Across the country Medical Practitioners are making the transition from paper medical records to Electronic Medical Records, or EMR’s. There is disagreement amongst doctors regarding whether or not this system has benefits that outweigh paper records. For some, the cost alone is an unappealing factor. The Obama Administration has set 2014 as the deadline for conversion from paper records to EMR.
A standard EMR contains the following information:
Your name, birth date, blood type and emergency contact
Date of last physical
Dates and results of tests and screenings
Major illnesses and surgeries, with dates
A list of your medicines, dosages and how long you’ve taken them
Any chronic diseases
Any history of illnesses in your family
When an individual routinely sees the same healthcare provider, this information would not be hard to come by. However, in the instance that you are switching providers, or that you see a number of providers, it might be useful for each of those practitioners to have convenient access to full and complete records.
At Stanford University another benefit to the EMR system was discovered. Researchers found that EMR could be used to identify previously unknown drug interactions. They correctly identified that the drug interactions between an anti-depressant and cholesterol lowering drug raised blood sugar levels in diabetic patients – a population in whom blood sugar control is especially important.

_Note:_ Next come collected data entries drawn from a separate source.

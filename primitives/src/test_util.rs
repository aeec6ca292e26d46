use chrono::NaiveDate;
use once_cell::sync::Lazy;

use crate::{
    Campaign, CampaignId, Money, Organization, OrganizationId, Property, PropertyId, Status,
    UserId,
};

pub static SOLVENT_ORGANIZATION: Lazy<Organization> = Lazy::new(|| Organization {
    id: OrganizationId(10),
    balance: Money::from_dollars(10_000),
});

pub static BROKE_ORGANIZATION: Lazy<Organization> = Lazy::new(|| Organization {
    id: OrganizationId(20),
    balance: Money::ZERO,
});

/// A premium campaign on the 2019 Q1 schedule used by the pricing and
/// budgeting tests: $3.00 base eCPM, $5,000 total budget.
pub static PREMIUM_CAMPAIGN: Lazy<Campaign> = Lazy::new(|| Campaign {
    id: CampaignId(1),
    advertiser: UserId(100),
    organization: SOLVENT_ORGANIZATION.id,
    name: "Premium sponsor".to_string(),
    url: "https://sponsor.example.com".to_string(),
    status: Status::Active,
    fallback: false,
    fixed_ecpm: true,
    ecpm: Money::from_dollars(3),
    start_date: Some(NaiveDate::from_ymd_opt(2019, 1, 1).expect("valid date")),
    end_date: Some(NaiveDate::from_ymd_opt(2019, 4, 1).expect("valid date")),
    weekdays_only: false,
    core_hours_only: false,
    total_budget: Money::from_dollars(5_000),
    daily_budget: Money::ZERO,
    hourly_budget: Money::ZERO,
    country_codes: ["CA", "FR", "GB", "IN", "JP", "RO", "US"]
        .map(String::from)
        .to_vec(),
    province_codes: vec![],
    keywords: ["javascript", "rust"].map(String::from).to_vec(),
    negative_keywords: vec![],
    assigned_property_ids: vec![],
});

/// An untargeted filler campaign owned by an organization with no balance,
/// since fallback delivery is never budget-gated.
pub static FALLBACK_CAMPAIGN: Lazy<Campaign> = Lazy::new(|| Campaign {
    id: CampaignId(2),
    advertiser: UserId(200),
    organization: BROKE_ORGANIZATION.id,
    name: "House ad".to_string(),
    url: "https://jobs.example.com".to_string(),
    status: Status::Active,
    fallback: true,
    fixed_ecpm: true,
    ecpm: Money::ZERO,
    start_date: Some(NaiveDate::from_ymd_opt(2019, 1, 1).expect("valid date")),
    end_date: Some(NaiveDate::from_ymd_opt(2019, 12, 31).expect("valid date")),
    weekdays_only: false,
    core_hours_only: false,
    total_budget: Money::ZERO,
    daily_budget: Money::ZERO,
    hourly_budget: Money::ZERO,
    country_codes: vec![],
    province_codes: vec![],
    keywords: ["javascript", "rust"].map(String::from).to_vec(),
    negative_keywords: vec![],
    assigned_property_ids: vec![],
});

pub static PROPERTY: Lazy<Property> = Lazy::new(|| Property {
    id: PropertyId(1),
    publisher: UserId(300),
    name: "The Daily Borrow".to_string(),
    active: true,
    restrict_to_assigner_campaigns: false,
    prohibit_fallback_campaigns: false,
    assigner_campaign_ids: vec![],
    assigned_fallback_campaign_ids: vec![],
    prohibited_advertiser_ids: vec![],
    keywords: ["javascript", "rust"].map(String::from).to_vec(),
    ad_template: None,
    ad_theme: None,
    fallback_ad_template: None,
    fallback_ad_theme: None,
});
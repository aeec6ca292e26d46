use chrono::NaiveDate;
use primitives::{Campaign, Config, Money, OrganizationId, Property};

use crate::{
    alias,
    budget::{BudgetTracker, SpendLedger},
    context::RequestContext,
    ecpm, eligibility,
};

/// Floor applied to score denominators so a degenerate candidate set cannot
/// divide by zero.
const DENOMINATOR_EPSILON: f64 = 0.001;

/// Campaign lookup. Ordering of the returned set is irrelevant; weights are
/// computed per element.
pub trait CampaignRepository {
    /// Campaigns in `active` status whose schedule covers `date`.
    fn active_on(&self, date: NaiveDate) -> Vec<Campaign>;
}

/// Billing balance lookup.
pub trait Organizations {
    fn balance(&self, organization: OrganizationId) -> Money;
}

/// The request-scoped decision engine.
///
/// Per request it filters each tier, weights the survivors by price and
/// remaining budget, and draws one winner, cascading premium ->
/// geo-targeted fallback -> broadened fallback. Every stage is terminal on
/// success; a stage is only skipped when it has no candidates at all.
pub struct Selector<R, O, L> {
    config: Config,
    repository: R,
    organizations: O,
    tracker: BudgetTracker<L>,
}

impl<R, O, L> Selector<R, O, L>
where
    R: CampaignRepository,
    O: Organizations,
    L: SpendLedger,
{
    pub fn new(config: Config, repository: R, organizations: O, ledger: L) -> Self {
        Self {
            config,
            repository,
            organizations,
            tracker: BudgetTracker::new(ledger),
        }
    }

    /// Picks at most one campaign for the request. `None` is "no fill",
    /// a valid outcome rather than an error.
    pub fn select_campaign(&self, property: &Property, ctx: &RequestContext) -> Option<Campaign> {
        let pool = self.repository.active_on(ctx.today);
        let base: Vec<&Campaign> = pool
            .iter()
            .filter(|campaign| eligibility::base_eligible(campaign, ctx, &self.config))
            .collect();
        let geo: Vec<&Campaign> = base
            .iter()
            .copied()
            .filter(|campaign| eligibility::geo_targeted(campaign, ctx))
            .collect();

        let mut stages: Vec<(Vec<&Campaign>, bool)> = Vec::with_capacity(3);
        if property.active {
            let premium = geo
                .iter()
                .copied()
                .filter(|campaign| eligibility::premium_match(campaign, property, ctx))
                .filter(|campaign| {
                    self.organizations.balance(campaign.organization) > Money::ZERO
                })
                .filter(|campaign| self.tracker.hourly_budget_available(campaign, ctx.now))
                .collect();
            stages.push((premium, false));
        }
        stages.push((
            geo.iter()
                .copied()
                .filter(|campaign| eligibility::fallback_match(campaign, property, ctx))
                .collect(),
            true,
        ));
        stages.push((
            base.iter()
                .copied()
                .filter(|campaign| eligibility::broadened_fallback_match(campaign, property))
                .collect(),
            true,
        ));

        stages
            .into_iter()
            .find(|(candidates, _)| !candidates.is_empty())
            .and_then(|(candidates, ignore_budgets)| {
                let weights = self.weights(&candidates, ctx, ignore_budgets);

                alias::pick(&candidates, &weights, &mut rand::thread_rng())
                    .map(|winner| (*winner).clone())
            })
    }

    /// Per-candidate draw weight: province bonus + eCPM share + budget
    /// share. Budget shares are omitted for stages that ignore budgets.
    fn weights(&self, candidates: &[&Campaign], ctx: &RequestContext, ignore_budgets: bool) -> Vec<f64> {
        let prices: Vec<f64> = candidates
            .iter()
            .map(|campaign| {
                ecpm::adjusted_ecpm(campaign, ctx.country_code.as_deref(), &self.config).to_f64()
            })
            .collect();
        let price_denominator = floored(prices.iter().sum());

        let budget_shares: Option<(Vec<f64>, f64)> = (!ignore_budgets).then(|| {
            let percentages: Vec<f64> = candidates
                .iter()
                .map(|campaign| self.tracker.remaining_budget_percentage(campaign, ctx.now))
                .collect();
            let denominator = floored(percentages.iter().sum());

            (percentages, denominator)
        });

        candidates
            .iter()
            .enumerate()
            .map(|(index, campaign)| {
                let province_bonus = match ctx.province_code.as_deref() {
                    Some(province)
                        if campaign.province_codes.iter().any(|code| code == province) =>
                    {
                        0.5
                    }
                    _ => 0.0,
                };
                let ecpm_score = round2(prices[index] / price_denominator) + 1.0;
                let budget_score = budget_shares
                    .as_ref()
                    .map(|(percentages, denominator)| round2(percentages[index] / denominator))
                    .unwrap_or(0.0);

                province_bonus + ecpm_score + budget_score
            })
            .collect()
    }
}

fn floored(denominator: f64) -> f64 {
    if denominator == 0.0 {
        DENOMINATOR_EPSILON
    } else {
        denominator
    }
}

fn round2(value: f64) -> f64 {
    (value * 100.0).round() / 100.0
}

The future possibilities for research are vast with EMR. The system is ideal for discovering patterns of reactions among patient populations. The Bastyr Center for Natural Health is slowly implementing EMR as part of their procedure which is an important step in preparing students to be able to use EMR systems upon graduation. The idea is still new, and the implications are still largely unknown; but as of now, it seems that EMR might be beneficial to both the medical community and patients.